▸ Your objective:
Between the line containing "alphabetically first symbol." and the line containing "let mut best: Option<(&SymbolScore, f64)>" lies a run of lines; give that run again exactly, with both of those lines, and nothing else from the entries below.

▸ Excerpted data:
>>>>>

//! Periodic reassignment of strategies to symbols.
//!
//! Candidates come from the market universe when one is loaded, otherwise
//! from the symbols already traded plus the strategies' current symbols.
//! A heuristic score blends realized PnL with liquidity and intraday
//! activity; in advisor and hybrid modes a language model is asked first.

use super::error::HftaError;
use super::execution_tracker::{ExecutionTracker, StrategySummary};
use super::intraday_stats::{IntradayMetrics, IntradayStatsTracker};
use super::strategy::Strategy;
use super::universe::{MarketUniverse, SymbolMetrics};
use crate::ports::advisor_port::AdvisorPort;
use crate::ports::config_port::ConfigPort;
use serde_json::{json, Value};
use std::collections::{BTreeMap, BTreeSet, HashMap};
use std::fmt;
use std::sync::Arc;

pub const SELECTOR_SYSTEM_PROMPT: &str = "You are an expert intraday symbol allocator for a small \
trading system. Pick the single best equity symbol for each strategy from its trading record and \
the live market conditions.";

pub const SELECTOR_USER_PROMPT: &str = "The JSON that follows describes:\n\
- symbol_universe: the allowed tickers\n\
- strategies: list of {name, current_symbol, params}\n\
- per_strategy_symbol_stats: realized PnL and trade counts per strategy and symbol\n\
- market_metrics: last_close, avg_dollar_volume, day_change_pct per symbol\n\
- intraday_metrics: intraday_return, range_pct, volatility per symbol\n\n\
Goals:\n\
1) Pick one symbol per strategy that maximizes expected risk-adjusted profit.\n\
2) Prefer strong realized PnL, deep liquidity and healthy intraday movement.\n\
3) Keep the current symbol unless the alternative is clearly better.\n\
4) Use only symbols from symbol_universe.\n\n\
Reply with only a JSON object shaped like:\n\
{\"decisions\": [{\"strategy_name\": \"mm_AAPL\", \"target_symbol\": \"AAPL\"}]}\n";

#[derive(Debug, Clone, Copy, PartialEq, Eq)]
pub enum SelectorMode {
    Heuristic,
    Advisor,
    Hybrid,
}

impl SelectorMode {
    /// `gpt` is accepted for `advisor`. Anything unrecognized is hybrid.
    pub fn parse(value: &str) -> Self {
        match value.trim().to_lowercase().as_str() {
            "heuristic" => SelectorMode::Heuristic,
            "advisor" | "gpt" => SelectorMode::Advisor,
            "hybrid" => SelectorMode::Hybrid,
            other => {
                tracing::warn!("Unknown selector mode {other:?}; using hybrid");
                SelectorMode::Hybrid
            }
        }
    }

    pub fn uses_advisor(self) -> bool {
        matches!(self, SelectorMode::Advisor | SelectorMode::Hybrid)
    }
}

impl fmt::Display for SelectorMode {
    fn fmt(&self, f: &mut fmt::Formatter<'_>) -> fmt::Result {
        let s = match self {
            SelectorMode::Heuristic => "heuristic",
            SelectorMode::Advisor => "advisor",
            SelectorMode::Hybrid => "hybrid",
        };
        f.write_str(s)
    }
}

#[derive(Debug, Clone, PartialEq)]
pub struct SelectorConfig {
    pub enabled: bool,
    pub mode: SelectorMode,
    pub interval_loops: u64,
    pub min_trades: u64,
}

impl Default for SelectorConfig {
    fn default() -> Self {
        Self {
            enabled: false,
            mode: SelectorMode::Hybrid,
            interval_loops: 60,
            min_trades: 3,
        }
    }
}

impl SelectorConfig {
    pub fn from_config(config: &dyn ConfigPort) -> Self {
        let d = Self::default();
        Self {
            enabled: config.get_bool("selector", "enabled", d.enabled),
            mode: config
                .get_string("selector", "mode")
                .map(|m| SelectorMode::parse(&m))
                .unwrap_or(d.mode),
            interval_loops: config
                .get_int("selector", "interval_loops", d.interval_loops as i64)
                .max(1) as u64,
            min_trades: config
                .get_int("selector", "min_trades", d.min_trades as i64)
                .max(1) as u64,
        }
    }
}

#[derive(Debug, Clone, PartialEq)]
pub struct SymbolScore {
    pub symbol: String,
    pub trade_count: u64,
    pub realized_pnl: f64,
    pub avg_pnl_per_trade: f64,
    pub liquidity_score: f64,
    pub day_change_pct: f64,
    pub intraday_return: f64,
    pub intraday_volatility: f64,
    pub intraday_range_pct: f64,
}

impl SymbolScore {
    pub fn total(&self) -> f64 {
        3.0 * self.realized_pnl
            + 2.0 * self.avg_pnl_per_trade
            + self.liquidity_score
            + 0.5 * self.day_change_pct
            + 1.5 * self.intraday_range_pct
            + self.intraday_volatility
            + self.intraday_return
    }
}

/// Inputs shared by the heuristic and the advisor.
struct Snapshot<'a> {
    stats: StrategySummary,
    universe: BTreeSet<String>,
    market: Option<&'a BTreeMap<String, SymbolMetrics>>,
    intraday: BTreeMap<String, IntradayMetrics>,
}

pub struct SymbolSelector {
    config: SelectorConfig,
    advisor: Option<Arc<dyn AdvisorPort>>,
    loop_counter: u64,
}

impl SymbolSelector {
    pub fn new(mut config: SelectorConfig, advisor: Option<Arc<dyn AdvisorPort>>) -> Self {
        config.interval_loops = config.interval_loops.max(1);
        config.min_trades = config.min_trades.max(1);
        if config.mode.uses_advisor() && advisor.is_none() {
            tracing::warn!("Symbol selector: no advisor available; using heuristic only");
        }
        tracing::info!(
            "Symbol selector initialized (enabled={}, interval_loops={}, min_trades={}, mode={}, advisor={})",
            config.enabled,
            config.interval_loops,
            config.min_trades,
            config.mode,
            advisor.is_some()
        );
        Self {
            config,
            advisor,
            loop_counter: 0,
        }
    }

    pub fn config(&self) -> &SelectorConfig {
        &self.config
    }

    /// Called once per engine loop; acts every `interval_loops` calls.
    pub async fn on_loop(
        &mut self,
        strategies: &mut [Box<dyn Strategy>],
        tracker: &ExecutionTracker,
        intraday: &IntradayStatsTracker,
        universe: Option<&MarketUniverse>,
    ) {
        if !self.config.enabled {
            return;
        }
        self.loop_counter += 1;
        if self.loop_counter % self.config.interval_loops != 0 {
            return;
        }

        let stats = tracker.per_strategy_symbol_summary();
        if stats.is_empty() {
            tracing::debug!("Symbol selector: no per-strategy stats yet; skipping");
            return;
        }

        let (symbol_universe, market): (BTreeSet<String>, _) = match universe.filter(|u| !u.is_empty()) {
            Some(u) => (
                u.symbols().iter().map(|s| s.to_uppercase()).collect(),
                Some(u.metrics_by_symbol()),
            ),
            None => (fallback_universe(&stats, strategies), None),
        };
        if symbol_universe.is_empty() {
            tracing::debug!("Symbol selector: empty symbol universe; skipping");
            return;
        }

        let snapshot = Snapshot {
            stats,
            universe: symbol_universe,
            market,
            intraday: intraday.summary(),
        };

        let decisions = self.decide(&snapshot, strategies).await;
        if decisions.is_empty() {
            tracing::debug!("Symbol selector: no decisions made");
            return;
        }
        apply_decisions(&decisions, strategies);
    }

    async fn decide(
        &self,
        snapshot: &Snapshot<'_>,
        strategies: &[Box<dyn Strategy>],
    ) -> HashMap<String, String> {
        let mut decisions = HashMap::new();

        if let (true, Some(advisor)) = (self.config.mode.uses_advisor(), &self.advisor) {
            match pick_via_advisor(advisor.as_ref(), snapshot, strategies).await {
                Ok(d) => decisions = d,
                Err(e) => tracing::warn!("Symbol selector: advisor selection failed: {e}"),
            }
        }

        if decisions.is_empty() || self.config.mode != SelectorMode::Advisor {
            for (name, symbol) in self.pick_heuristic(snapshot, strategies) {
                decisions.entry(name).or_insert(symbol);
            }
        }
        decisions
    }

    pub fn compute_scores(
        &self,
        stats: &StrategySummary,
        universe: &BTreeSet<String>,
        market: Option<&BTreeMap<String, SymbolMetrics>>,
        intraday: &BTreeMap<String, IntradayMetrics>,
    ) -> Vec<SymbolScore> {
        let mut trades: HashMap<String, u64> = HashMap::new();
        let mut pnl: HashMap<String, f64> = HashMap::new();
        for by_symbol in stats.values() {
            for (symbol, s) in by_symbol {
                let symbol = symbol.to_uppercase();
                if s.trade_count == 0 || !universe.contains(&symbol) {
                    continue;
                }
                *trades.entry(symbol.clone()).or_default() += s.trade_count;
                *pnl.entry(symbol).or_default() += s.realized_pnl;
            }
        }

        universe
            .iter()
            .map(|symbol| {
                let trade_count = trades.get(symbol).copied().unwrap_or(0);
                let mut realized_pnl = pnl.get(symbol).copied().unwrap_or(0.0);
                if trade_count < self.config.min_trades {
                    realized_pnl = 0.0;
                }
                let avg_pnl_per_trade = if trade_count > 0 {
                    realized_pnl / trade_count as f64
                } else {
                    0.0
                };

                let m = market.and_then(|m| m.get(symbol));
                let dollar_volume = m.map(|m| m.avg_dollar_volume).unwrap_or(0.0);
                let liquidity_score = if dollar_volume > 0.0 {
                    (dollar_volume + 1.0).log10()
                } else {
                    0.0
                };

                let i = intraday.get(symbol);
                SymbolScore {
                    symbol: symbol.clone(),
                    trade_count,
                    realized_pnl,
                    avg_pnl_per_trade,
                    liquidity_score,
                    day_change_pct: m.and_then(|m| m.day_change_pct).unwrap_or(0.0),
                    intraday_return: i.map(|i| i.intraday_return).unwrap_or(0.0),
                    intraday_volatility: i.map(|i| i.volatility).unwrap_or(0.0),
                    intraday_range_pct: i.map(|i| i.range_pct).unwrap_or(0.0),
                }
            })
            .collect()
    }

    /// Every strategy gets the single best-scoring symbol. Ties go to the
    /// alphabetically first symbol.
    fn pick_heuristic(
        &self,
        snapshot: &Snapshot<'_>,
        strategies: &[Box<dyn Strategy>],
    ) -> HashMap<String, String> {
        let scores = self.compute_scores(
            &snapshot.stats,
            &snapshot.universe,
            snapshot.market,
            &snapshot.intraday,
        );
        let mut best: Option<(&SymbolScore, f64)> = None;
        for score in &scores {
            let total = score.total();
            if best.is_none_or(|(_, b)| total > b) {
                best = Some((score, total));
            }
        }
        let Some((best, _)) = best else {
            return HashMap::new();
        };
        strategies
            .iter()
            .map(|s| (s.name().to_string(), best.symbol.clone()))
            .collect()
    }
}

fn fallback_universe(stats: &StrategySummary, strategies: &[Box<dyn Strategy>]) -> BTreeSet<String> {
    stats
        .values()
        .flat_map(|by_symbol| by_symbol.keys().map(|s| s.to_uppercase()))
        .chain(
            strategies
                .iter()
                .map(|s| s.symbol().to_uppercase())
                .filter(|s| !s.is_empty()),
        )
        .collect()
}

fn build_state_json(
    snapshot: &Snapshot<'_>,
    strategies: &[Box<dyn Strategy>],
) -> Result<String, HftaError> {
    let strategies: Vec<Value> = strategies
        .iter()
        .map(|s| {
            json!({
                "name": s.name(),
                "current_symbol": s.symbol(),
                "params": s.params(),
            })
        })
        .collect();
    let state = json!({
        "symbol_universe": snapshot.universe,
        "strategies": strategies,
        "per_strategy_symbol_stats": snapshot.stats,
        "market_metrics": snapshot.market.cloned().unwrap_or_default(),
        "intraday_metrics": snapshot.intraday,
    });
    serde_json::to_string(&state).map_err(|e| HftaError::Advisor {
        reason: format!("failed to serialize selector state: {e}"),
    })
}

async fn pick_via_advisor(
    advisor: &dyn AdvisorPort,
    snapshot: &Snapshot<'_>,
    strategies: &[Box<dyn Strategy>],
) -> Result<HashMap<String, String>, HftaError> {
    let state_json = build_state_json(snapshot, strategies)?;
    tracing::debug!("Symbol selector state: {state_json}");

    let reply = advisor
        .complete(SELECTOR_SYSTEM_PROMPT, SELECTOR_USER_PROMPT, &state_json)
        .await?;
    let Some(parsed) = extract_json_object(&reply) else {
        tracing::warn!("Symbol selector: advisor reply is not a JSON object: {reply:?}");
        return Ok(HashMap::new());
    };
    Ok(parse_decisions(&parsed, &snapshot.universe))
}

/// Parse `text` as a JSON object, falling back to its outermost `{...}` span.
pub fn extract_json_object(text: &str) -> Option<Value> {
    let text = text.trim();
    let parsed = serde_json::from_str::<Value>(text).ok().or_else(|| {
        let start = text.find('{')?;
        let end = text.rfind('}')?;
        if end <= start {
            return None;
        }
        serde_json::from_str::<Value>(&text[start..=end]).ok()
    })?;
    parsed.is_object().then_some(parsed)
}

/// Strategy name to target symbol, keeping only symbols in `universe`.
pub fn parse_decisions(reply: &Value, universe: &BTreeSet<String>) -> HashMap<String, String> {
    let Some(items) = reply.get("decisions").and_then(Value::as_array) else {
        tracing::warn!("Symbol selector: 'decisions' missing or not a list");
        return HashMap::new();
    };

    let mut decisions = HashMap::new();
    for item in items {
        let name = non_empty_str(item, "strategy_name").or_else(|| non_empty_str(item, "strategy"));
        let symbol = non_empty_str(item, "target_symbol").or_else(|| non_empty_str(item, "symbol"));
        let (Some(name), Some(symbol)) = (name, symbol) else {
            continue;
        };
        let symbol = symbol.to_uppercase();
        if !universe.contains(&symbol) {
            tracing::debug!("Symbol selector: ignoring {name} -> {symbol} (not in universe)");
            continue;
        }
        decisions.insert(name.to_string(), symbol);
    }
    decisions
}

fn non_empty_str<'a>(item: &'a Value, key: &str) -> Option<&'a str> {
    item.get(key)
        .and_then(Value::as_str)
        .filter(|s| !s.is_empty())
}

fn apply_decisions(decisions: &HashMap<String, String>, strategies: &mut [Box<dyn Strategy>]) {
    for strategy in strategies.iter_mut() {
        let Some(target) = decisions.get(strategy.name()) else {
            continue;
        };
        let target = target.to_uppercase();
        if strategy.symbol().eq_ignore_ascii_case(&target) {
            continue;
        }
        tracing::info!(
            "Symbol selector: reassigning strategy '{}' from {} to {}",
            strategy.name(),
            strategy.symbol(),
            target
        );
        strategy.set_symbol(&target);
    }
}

<<<<<

▸ Reply to the task:
    /// alphabetically first symbol.
    fn pick_heuristic(
        &self,
        snapshot: &Snapshot<'_>,
        strategies: &[Box<dyn Strategy>],
    ) -> HashMap<String, String> {
        let scores = self.compute_scores(
            &snapshot.stats,
            &snapshot.universe,
            snapshot.market,
            &snapshot.intraday,
        );
        let mut best: Option<(&SymbolScore, f64)> = None;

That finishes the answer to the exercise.